Phenotype simulation via PhenotypeSimulator

We simulate a phenotype set consisting of three traits for 1000 samples with ten genetic variant effects shared across all traits (theta=1; SNPs randomly sampled from the simulated genotypes) and four non-genetic covariate effects. Additional correlation between the phenotypes is simulated, induced by i) the genetic structure of the individuals (infinitesimal genetic effect through estimated kinship), ii) a correleated non-genetic effect (i.e. correlated measurement noise) and iii) an observational noise effect. For each effect component its proportion of the total genetic variance is specified (the NrSNPsChromsome in the runSimulation function are the values we obtained from “chr5=wc -l $hapdir/genotypes_chr5_hapgen.controls.gen |cut -d " " -f 1” etc. above). The non-genetic covariates consist of four independent components, two following a binomial and two following a normal distribution. The genetic variant effect was simulated to only show shared effects across traits. The remainder of the components were simulated with 80% of their variance shared across all traits, while the rest remained independent. The total genetic variance accounted to 40% leaving 60% of variance explained by the noise terms.

indir <- "/homes/hannah/data/hmeyer/Supplementary/CEU.0908.impute.files"

# specify directory to save data; if it doesn't exist yet, create i.e. needs 
# writing permissions
datadir <- '/homes/hannah/tmp/phenotypeSimulator'
if (!dir.exists(datadir)) dir.create(datadir, recursive=TRUE)

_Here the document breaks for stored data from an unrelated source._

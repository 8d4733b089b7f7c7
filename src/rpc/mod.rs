pub const RPCVERSION:u32 = 2;

pub const CALL:i32  = 0;
pub const REPLY:i32 = 1;

pub const MSG_ACCEPTED:i32 = 0;
pub const MSG_DENIED:i32 = 1;

pub const RPC_MISMATCH:i32 = 0;
pub const AUTH_ERROR:i32 = 1;

pub const SUCCESS:i32 = 0;            // RPC executed successfully
pub const PROG_UNAVAIL:i32  = 1;      // remote hasn't exported program
pub const PROG_MISMATCH:i32 = 2;      // remote can't support version #
pub const PROC_UNAVAIL:i32  = 3;      // program can't support procedure
pub const GARBAGE_ARGS:i32  = 4;      // procedure can't decode params

pub const IPPROTO_TCP:u32 = 6;

pub mod xdr_unpack;
pub mod xdr_pack;

pub mod port_mapping;

pub mod tcp_clients;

# specify filenames and parameters 
totalGeneticVar <- 0.4
totalSNPeffect <- 0.1
h2s <- totalSNPeffect/totalGeneticVar
kinshipfile <- paste(indir, "/genotypes_genome_hapgen.controls.grm.rel",
                                sep="")

genoFilePrefix <- paste(indir, "/genotypes_", sep="")
genoFileSuffix <- "_hapgen.controls.gen"

# simulate phenotype with three phenotype components
simulation <- runSimulation(N = 1000, P = 3, cNrSNP=10, seed=43,
                           kinshipfile = kinshipfile,
                           format = "oxgen",
                           genoFilePrefix = genoFilePrefix,
                           genoFileSuffix = genoFileSuffix,
                           chr = c(5,7,11),
                           mBetaGenetic = 0, sdBetaGenetic = 0.2,
                           theta=1,
                           NrSNPsOnChromosome=c(533966, 503129, 428863),
                           genVar = totalGeneticVar, h2s = h2s,
                           phi = 0.6, delta = 0.2, rho=0.2,
                           NrFixedEffects = 2, NrConfounders = c(2, 2),
                           distConfounders = c("bin", "norm"),
                           probConfounders = 0.2,
                           genoDelimiter=" ",
                           kinshipDelimiter="\t",
                           kinshipHeader=FALSE,
                           verbose = TRUE )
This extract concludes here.